Реализуйте алгоритм GAIL на среде Mountain Car. Перед этим сгенерируйте экспертные данные (из детерминированной стратегии с первой практики). Хорошей идеей будет добавить в state (observation) синус и косинус от временной метки t для лучшего обучения.

In [1]:
import gymnasium as gym
import numpy as np
import torch
import torch.nn as nn
from torch.distributions.categorical import Categorical
import torch.optim as optim
import torch.nn.functional as F

from collections import deque
import random

In [19]:
!pip install gymnasium -q

^C


In [2]:
env = gym.make("MountainCar-v0")

In [3]:
def generate_expert_data(env, num_episodes=100):
    states = []
    actions = []

    for episode in range(num_episodes):
        obs, _ = env.reset()
        done = False
        t = 0  # Временная метка

        while not done:
            # Выбираем действие с помощью экспертной стратегии
            action = expert_policy(obs)

            # Совершаем шаг в среде
            next_obs, reward, terminated, truncated, _ = env.step(action)
            done = terminated or truncated

            # Дополняем состояние синусом и косинусом временной метки t
            extended_state = np.append(obs, [np.sin(t), np.cos(t)])
            states.append(extended_state)
            actions.append(action)

            # Обновляем состояние и временную метку
            obs = next_obs
            t += 1

    return np.array(states, dtype=np.float32), np.array(actions, dtype=np.int64)

In [4]:
def expert_policy(obs):
    _, velocity = obs
    if velocity < 0:
        return 0  # Толкать влево
    else:
        return 2  # Толкать вправо

In [6]:
states, actions = generate_expert_data(env)

In [7]:
obs_dim = 4
act_dim = 3
expert_obs, expert_acts = generate_expert_data(env)

In [8]:
class Policy(nn.Module):
    def __init__(self, obs_dim, act_dim):
        super().__init__()
        self.net = nn.Sequential(
            nn.Linear(obs_dim, 64), nn.ReLU(),
            nn.Linear(64, act_dim)
        )

    def forward(self, obs):
        logits = self.net(obs)
        return Categorical(logits=logits)

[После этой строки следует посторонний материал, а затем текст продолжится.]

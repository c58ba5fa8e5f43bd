use crate::analyzer::Analyzer;
use crate::config::{AnalyzerConfig, RepositoryConfig};
use crate::git::Git;
use crate::model::RepositoryRef;
use console::style;
use ignore::WalkBuilder;
use std::ffi::OsStr;
use std::path::{Path, PathBuf};
use tracing::{debug, info, warn, Dispatch};

pub const REPOSITORY_MARKER: &str = ".git";

/// Finds repositories under the configured roots within the depth bounds.
pub struct RepositoryLocator<'a> {
    git: &'a Git,
    config: &'a RepositoryConfig,
}

impl<'a> RepositoryLocator<'a> {
    pub fn new(git: &'a Git, config: &'a RepositoryConfig) -> Self {
        Self { git, config }
    }

    /// Sorted, deduplicated repository paths. Missing roots and unreadable subtrees are skipped.
    pub fn locate(&self) -> Vec<RepositoryRef> {
        let mut found: Vec<PathBuf> = Vec::new();

        for root in &self.config.roots {
            info!("Searching in base path: {}", root.display());
            if !root.exists() {
                warn!("Base path does not exist: {}", root.display());
                continue;
            }
            let root = std::fs::canonicalize(root).unwrap_or_else(|_| root.clone());

            if self.git.is_repository(&root) {
                if self.is_excluded(&root) {
                    debug!("Skipping excluded base path: {}", root.display());
                } else {
                    info!("Found Git repository at base path: {}", root.display());
                    found.push(root);
                }
                continue;
            }

            found.extend(self.search(&root));
        }

        found.sort();
        found.dedup();
        found.into_iter().map(RepositoryRef::new).collect()
    }

    fn search(&self, root: &Path) -> Vec<PathBuf> {
        let mut found = Vec::new();

        let walker = WalkBuilder::new(root)
            .standard_filters(false)
            .follow_links(false)
            .max_depth(Some(self.config.max_depth + 1))
            .filter_entry(|entry| {
                entry.path().parent().and_then(Path::file_name) != Some(OsStr::new(REPOSITORY_MARKER))
            })
            .build();

        for entry in walker {
            let entry = match entry {
                Ok(entry) => entry,
                Err(e) => {
                    debug!("Skipping unreadable entry under {}: {e}", root.display());
                    continue;
                }
            };
            if entry.file_name() != OsStr::new(REPOSITORY_MARKER) {
                continue;
            }
            let Some(repo_path) = entry.path().parent() else {
                continue;
            };
            if let Some(repo_path) = self.accept(root, repo_path) {
                info!("Found Git repository: {}", repo_path.display());
                found.push(repo_path);
            }
        }

        found
    }

    fn accept(&self, root: &Path, repo_path: &Path) -> Option<PathBuf> {
        let depth = repository_depth(root, repo_path)?;
        if depth < self.config.min_depth || depth > self.config.max_depth {
            debug!("Skipping {} due to depth {depth}", repo_path.display());
            return None;
        }

        if self.is_excluded(repo_path) {
            debug!("Skipping excluded path: {}", repo_path.display());
            return None;
        }

        Some(repo_path.to_path_buf())
    }

    fn is_excluded(&self, path: &Path) -> bool {
        let as_string = path.to_string_lossy();
        self.config
            .excluded_paths
            .iter()
            .any(|excluded| as_string.contains(excluded.as_str()))
    }
}

/// Number of path segments between `root` and `repo_path`.
pub fn repository_depth(root: &Path, repo_path: &Path) -> Option<usize> {
    repo_path.strip_prefix(root).ok().map(|rel| rel.components().count())
}

pub fn exec(config: AnalyzerConfig, dispatch: Dispatch, json: bool) -> anyhow::Result<()> {
    let analyzer = Analyzer::new(config, dispatch);
    let repositories = analyzer.discover();

    if json {
        println!("{}", serde_json::to_string_pretty(&repositories)?);
        return Ok(());
    }

    if repositories.is_empty() {
        println!("No repositories found");
        return Ok(());
    }
    for repo in &repositories {
        let status = if repo.is_repository {
            style("Valid Git Repository").green()
        } else {
            style("Not a Git Repository").red()
        };
        println!("{} ({})", repo.path.display(), status);
    }
    Ok(())
}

    def get_action(self, obs):
        dist = self.forward(obs)
        return dist.sample().item()

In [9]:
class Discriminator(nn.Module):
    def __init__(self, obs_dim, act_dim):
        super().__init__()
        self.net = nn.Sequential(
            nn.Linear(obs_dim + act_dim, 64),
            nn.ReLU(),
            nn.Linear(64, 128),
            nn.ReLU(),
            nn.Linear(128, 1),
            nn.Sigmoid()
        )
    
    def forward(self, obs, act):
        act_onehot = F.one_hot(act, num_classes=3).float()
        x = torch.cat([obs, act_onehot], dim=1)
        return self.net(x)

In [10]:
class TrajectoryBuffer:
    def __init__(self):
        self.obs, self.acts, self.rews = [], [], []

    def store(self, o, a, r):
        self.obs.append(o)
        self.acts.append(a)
        self.rews.append(r)

    def get(self):
        return (
            torch.tensor(np.array(self.obs), dtype=torch.float32),
            torch.tensor(np.array(self.acts), dtype=torch.long),
            torch.tensor(np.array(self.rews), dtype=torch.float32)
        )

In [11]:
policy = Policy(obs_dim, act_dim)
discrim = Discriminator(obs_dim, act_dim)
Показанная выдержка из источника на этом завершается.